# I Can Bell's theorem contradict PBR ?

1. Dec 3, 2016

### jk22

I just suppose the Bell's Ansatz for the result of measurement to be $$A (\theta,\lambda)$$

Now the parameter lambda could be anything :

-a physical quantity like the polarization angle of the incoming photon
-the coordinate of a 'world'
- the whole wavefunction.
...
In the case of the wavefunction Bell's result is obtained and QM violates the inequalities even with this argument.

Does this mean that the wavefunction cannot be apprehended by the measurement apparatus A ?

Hence that it cannot be a measurable element of reality ?

2. Dec 3, 2016

### secur

The wavefunction is NOT measurable, regardless of its role in this Bell hidden-variable type ansatz. A measurement tells us one eigenvalue of the wavefunction, that's all. But in general it consists of a number of eigenvalues, each with its probability amplitude, including phase info. Actually that's assuming we have a basis, which is another complication. Also it can describe a number of subsystems with entangled relationships. All of that is lost when the measurement happens, all we get is one eigenvalue, the wavefunction being left in the associated eigenstate (ignoring degeneracy). So the whole wavefunction is definitely not measurable.

However we can prepare a large number of particles (ensemble) which are assumed to be all in the same state.
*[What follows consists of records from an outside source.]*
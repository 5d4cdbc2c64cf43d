use std::collections::BTreeMap;
use std::fmt;
use std::ops::RangeInclusive;

use serde::de::{MapAccess, Visitor};
use serde::{Deserialize, Deserializer, Serialize};

use crate::error::{EngineError, Result};
use crate::grid::{Scoreline, ScorelineGrid};
use crate::odds::{MarginResult, OddsQuote, ValueRule, normalize_three};
use crate::outcome::MatchOutcomes;

/// Bookmaker prices for one fixture. Every market is optional.
#[derive(Debug, Clone, Default, PartialEq, Serialize, Deserialize)]
pub struct MarketBook {
    #[serde(default)]
    pub home: Option<OddsQuote>,
    #[serde(default)]
    pub draw: Option<OddsQuote>,
    #[serde(default)]
    pub away: Option<OddsQuote>,
    /// Price for "over the goal line".
    #[serde(default)]
    pub over: Option<OddsQuote>,
    #[serde(default)]
    pub btts_yes: Option<OddsQuote>,
    #[serde(default)]
    pub home_or_draw: Option<OddsQuote>,
    /// Keyed by scoreline; "2:1" and "2-1" in the same book are rejected as duplicates.
    #[serde(default, deserialize_with = "unique_scorelines")]
    pub correct_score: BTreeMap<Scoreline, OddsQuote>,
}

fn unique_scorelines<'de, D>(
    deserializer: D,
) -> std::result::Result<BTreeMap<Scoreline, OddsQuote>, D::Error>
where
    D: Deserializer<'de>,
{
    struct ScorelineMap;

    impl<'de> Visitor<'de> for ScorelineMap {
        type Value = BTreeMap<Scoreline, OddsQuote>;

        fn expecting(&self, f: &mut fmt::Formatter<'_>) -> fmt::Result {
            f.write_str("a map of \"H:A\" scorelines to decimal odds")
        }

        fn visit_map<A>(self, mut map: A) -> std::result::Result<Self::Value, A::Error>
        where
            A: MapAccess<'de>,
        {
            let mut out = BTreeMap::new();
            while let Some((score, quote)) = map.next_entry::<Scoreline, OddsQuote>()? {
                if out.insert(score, quote).is_some() {
                    return Err(serde::de::Error::custom(format!(
                        "duplicate correct-score price for {score}"
                    )));
                }
            }
            Ok(out)
        }
    }

    deserializer.deserialize_map(ScorelineMap)
}

impl MarketBook {
    pub fn is_empty(&self) -> bool {
        self.home.is_none()
            && self.draw.is_none()
            && self.away.is_none()
            && self.over.is_none()
            && self.btts_yes.is_none()
            && self.home_or_draw.is_none()
            && self.correct_score.is_empty()
    }

    /// Overround-free 1X2 probabilities, when all three prices are present.
    pub fn fair_1x2(&self) -> Option<[f64; 3]> {
        let (h, d, a) = (self.home?, self.draw?, self.away?);
        normalize_three(h.value(), d.value(), a.value()).ok()
    }
}

#[derive(Debug, Clone, Copy, PartialEq, Eq, Serialize)]
#[serde(rename_all = "snake_case")]
pub enum Market {
    MatchResult,
    TotalGoals,
    BothTeamsToScore,
    DoubleChance,
    CorrectScore,
}

impl fmt::Display for Market {
    fn fmt(&self, f: &mut fmt::Formatter<'_>) -> fmt::Result {
        let label = match self {
            Market::MatchResult => "1X2",
            Market::TotalGoals => "Total goals",
            Market::BothTeamsToScore => "BTTS",
            Market::DoubleChance => "Double chance",
            Market::CorrectScore => "Correct score",
        };
        f.write_str(label)
    }
}

#[derive(Debug, Clone, PartialEq, Serialize)]
pub struct SelectionValue {
    pub market: Market,
    pub selection: String,
    pub odds: f64,
    #[serde(flatten)]
    pub margin: MarginResult,
    pub is_value: bool,
}

/// Which priced scorelines may be recommended as the correct-score pick.
#[derive(Debug, Clone, PartialEq)]
pub struct CorrectScorePick {
    /// Restrict to these scorelines; empty means every priced scoreline.
    pub candidates: Vec<Scoreline>,
    /// Inclusive margin band, in percentage points.
    pub band_pp: RangeInclusive<f64>,
}

impl CorrectScorePick {
    /// Parses a comma-separated candidate list such as `1:1,2:1`. Blank means no restriction.
    pub fn parse_candidates(raw: &str) -> Result<Vec<Scoreline>> {
        raw.split(',')
            .map(str::trim)
            .filter(|part| !part.is_empty())
            .map(str::parse::<Scoreline>)
            .collect()
    }
}

impl Default for CorrectScorePick {
    fn default() -> Self {
        Self {
            candidates: Vec::new(),
            band_pp: 2.0..=5.0,
        }
    }
}

#[derive(Debug, Clone, PartialEq, Serialize)]
pub struct ValueReport {
    pub rule: ValueRule,
    pub selections: Vec<SelectionValue>,
    /// Home/draw/away with the bookmaker overround removed.
    pub fair_1x2: Option<[f64; 3]>,
    pub best_correct_score: Option<SelectionValue>,
}

impl ValueReport {
    pub fn evaluate(
        outcomes: &MatchOutcomes,
        grid: &ScorelineGrid,
        book: &MarketBook,
        rule: ValueRule,
        pick: &CorrectScorePick,
    ) -> Result<Self> {
        let mut selections = Vec::new();
        let over_label = format!("Over {}", outcomes.goal_line);

        let priced = [
            (Market::MatchResult, "Home", book.home, outcomes.home_win),
            (Market::MatchResult, "Draw", book.draw, outcomes.draw),
            (Market::MatchResult, "Away", book.away, outcomes.away_win),
            (Market::TotalGoals, over_label.as_str(), book.over, outcomes.over),
            (Market::BothTeamsToScore, "Yes", book.btts_yes, outcomes.btts_yes),
            (
                Market::DoubleChance,
                "Home/Draw",
                book.home_or_draw,
                outcomes.home_or_draw(),
            ),
        ];
        for (market, selection, quote, predicted) in priced {
            let Some(quote) = quote else { continue };
            let sel = selection_value(market, selection.to_string(), quote, predicted, rule)?;
            selections.push(sel);
        }

        let mut best_correct_score: Option<SelectionValue> = None;
        for (&score, &quote) in &book.correct_score {
            let Some(predicted) = grid.get(score.home, score.away) else {
                return Err(EngineError::invalid(
                    "correct_score",
                    format!(
                        "{score} is outside the {}x{} scoreline grid",
                        grid.home_len(),
                        grid.away_len()
                    ),
                ));
            };
            let sel = selection_value(
                Market::CorrectScore,
                score.to_string(),
                quote,
                predicted,
                rule,
            )?;

            let eligible = (pick.candidates.is_empty() || pick.candidates.contains(&score))
                && pick.band_pp.contains(&sel.margin.percentage_points());
            // BTreeMap iterates in (home, away) order, so strict > keeps the first on ties.
            if eligible
                && best_correct_score
                    .as_ref()
                    .is_none_or(|best| sel.margin.margin > best.margin.margin)
            {
                best_correct_score = Some(sel.clone());
            }
            selections.push(sel);
        }

        Ok(Self {
            rule,
            selections,
            fair_1x2: book.fair_1x2(),
            best_correct_score,
        })
    }

    pub fn value_selections(&self) -> impl Iterator<Item = &SelectionValue> {
        self.selections.iter().filter(|s| s.is_value)
    }
}

fn selection_value(
    market: Market,
    selection: String,
    quote: OddsQuote,
    predicted: f64,
    rule: ValueRule,
) -> Result<SelectionValue> {
    // Aggregates can exceed 1 by a few ulps after summation.
    let margin = MarginResult::compute(predicted.clamp(0.0, 1.0), quote.value())?;
    Ok(SelectionValue {
        market,
        selection,
        odds: quote.value(),
        is_value: rule.is_value(&margin),
        margin,
    })
}
//! Pull tasks from the orchestrator on behalf of idle workers and push their results back.

use ::core::future::Future;
use ::std::{num::NonZeroUsize, time::Duration};

use ::rucalc_common::{
    error::{Result, RucalcError},
    task::{Task, TaskResult},
    tokio::{
        select,
        sync::mpsc,
        task::JoinSet,
        time::sleep,
    },
    tracing::{debug, info, warn},
};

use crate::{
    orchestrator_client::OrchestratorClient,
    worker::{run_worker, TaskSlot},
};

/// Pause before asking again when the orchestrator could not be reached.
pub const FETCH_BACKOFF: Duration = Duration::from_millis(500);

/// Where tasks come from and where results go.
pub trait TaskSource: Send + Sync + 'static {
    /// Return `Ok(None)` if no task is ready.
    fn fetch_task(&self) -> impl Future<Output = Result<Option<Task>>> + Send;

    fn submit_result(&self, result: &TaskResult) -> impl Future<Output = Result<()>> + Send;
}

impl TaskSource for OrchestratorClient {
    async fn fetch_task(&self) -> Result<Option<Task>> {
        self.get_task()
            .await
            .map_err(RucalcError::fail_to_connect_orchestrator)
    }

    async fn submit_result(&self, result: &TaskResult) -> Result<()> {
        self.send_result(result)
            .await
            .map_err(RucalcError::fail_to_connect_orchestrator)
    }
}

/// A pool of workers fed by a single dispatch loop.
/// A task is only fetched when some worker is idle, so at most `workers` tasks are held at a time.
pub struct Agent<S> {
    source: S,
    workers: NonZeroUsize,
}

impl<S: TaskSource> Agent<S> {
    pub fn new(source: S, workers: NonZeroUsize) -> Self {
        Self { source, workers }
    }

    /// Run until `shutdown` completes, then wait for every worker to finish.
    pub async fn run(self, shutdown: impl Future<Output = ()>) {
        let workers = self.workers.get();
        let (ready_tx, ready_rx) = mpsc::channel(workers);
        let (result_tx, result_rx) = mpsc::channel(1);

        let mut pool = JoinSet::new();
        for worker_id in 0..workers {
            pool.spawn(run_worker(worker_id, ready_tx.clone(), result_tx.clone()));
        }
        drop(result_tx);
        info!("Started {} workers", workers);

        dispatch(&self.source, ready_tx, ready_rx, result_rx, shutdown).await;

        info!("Waiting for {} workers to stop", pool.len());
        while let Some(joined) = pool.join_next().await {
            if let Err(e) = joined {
                warn!("Worker ended abnormally: {}", e);
            }
        }
    }
}

async fn dispatch<S: TaskSource>(
    source: &S,
    ready_tx: mpsc::Sender<TaskSlot>,
    mut ready_rx: mpsc::Receiver<TaskSlot>,
    mut result_rx: mpsc::Receiver<TaskResult>,
    shutdown: impl Future<Output = ()>,
) {
    ::rucalc_common::tokio::pin!(shutdown);
    loop {
        // Results are drained before new work is fetched.
        select! {
            biased;
            _ = &mut shutdown => {
                info!("Stop dispatching tasks");
                break;
            }
            Some(result) = result_rx.recv() => {
                debug!("Submit result of task {}: {}", result.id, result.value);
                if let Err(e) = source.submit_result(&result).await {
                    warn!("Failed to submit result of task {}: {}", result.id, e);
                }
            }
            Some(slot) = ready_rx.recv() => {
                match source.fetch_task().await {
                    Ok(Some(task)) => {
                        debug!("Assign task {}", task.id);
                        if let Err(task) = slot.send(task) {
                            warn!("Worker left before receiving task {}", task.id);
                        }
                    }
                    Ok(None) => reannounce(&ready_tx, slot),
                    Err(e) => {
                        debug!("Failed to fetch task: {}", e);
                        sleep(FETCH_BACKOFF).await;
                        reannounce(&ready_tx, slot);
                    }
                }
            }
            else => break,
        }
    }
}

/// Put an idle worker back in line.
/// The queue has room for every worker, so this only fails once the dispatcher is gone.
fn reannounce(ready_tx: &mpsc::Sender<TaskSlot>, slot: TaskSlot) {
    if ready_tx.try_send(slot).is_err() {
        warn!("Failed to re-queue an idle worker");
    }
}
Then, with multiple measurements, we obtain the whole wavefunction, with some uncertainty (standard deviation), which decreases as more measurements are made. Only in this statistical sense can the wavefunction be "measured".

Bottom line, you can't measure a wavefunction directly. Does that mean it's not an "element of reality"? You'd have to ask a philosopher about that, and you know what they're worth.

The wavefunction can be allowed as the HV, without the HV model violating Bell's inequality. The only caveat: if you believe in "instantaneous collapse" then the HV representing the wavefunction can't be allowed to instantaneously, nonlocally, update to reflect that collapse. Obviously.

3. Dec 3, 2016

### Staff: Mentor

The answer to the question in the title is clearly "No".
Bell's theorem states that all members of a certain class of theories must obey Bell's inequality - no more and no less. Quantum mechanics is not a member of that class, so there can be no contradiction with PBR, which is a theorem about quantum mechanics.
Bell's result is not obtained even if you choose to take the quantum mechanical wave function as $\lambda$. To get Bell's result we also need that the result at A can be written as $A(\vec{a},\lambda)$ not $A(\vec{a},\vec{b},\lambda)$ (and vice versa for the result at B), and this requirement is not satisfied by quantum mechanics, even if we take $\lambda$ to include the wave function. (This is why QM is not a member of the class of theories that must obey the inequality).

4. Dec 4, 2016

### jk22

If we put psi for lambda in the argument then Bell theorem were about averaging over all wavefunctions which of course gives Chsh <=2.

So I wonder if in this case i do not compare two different levels of averaging ?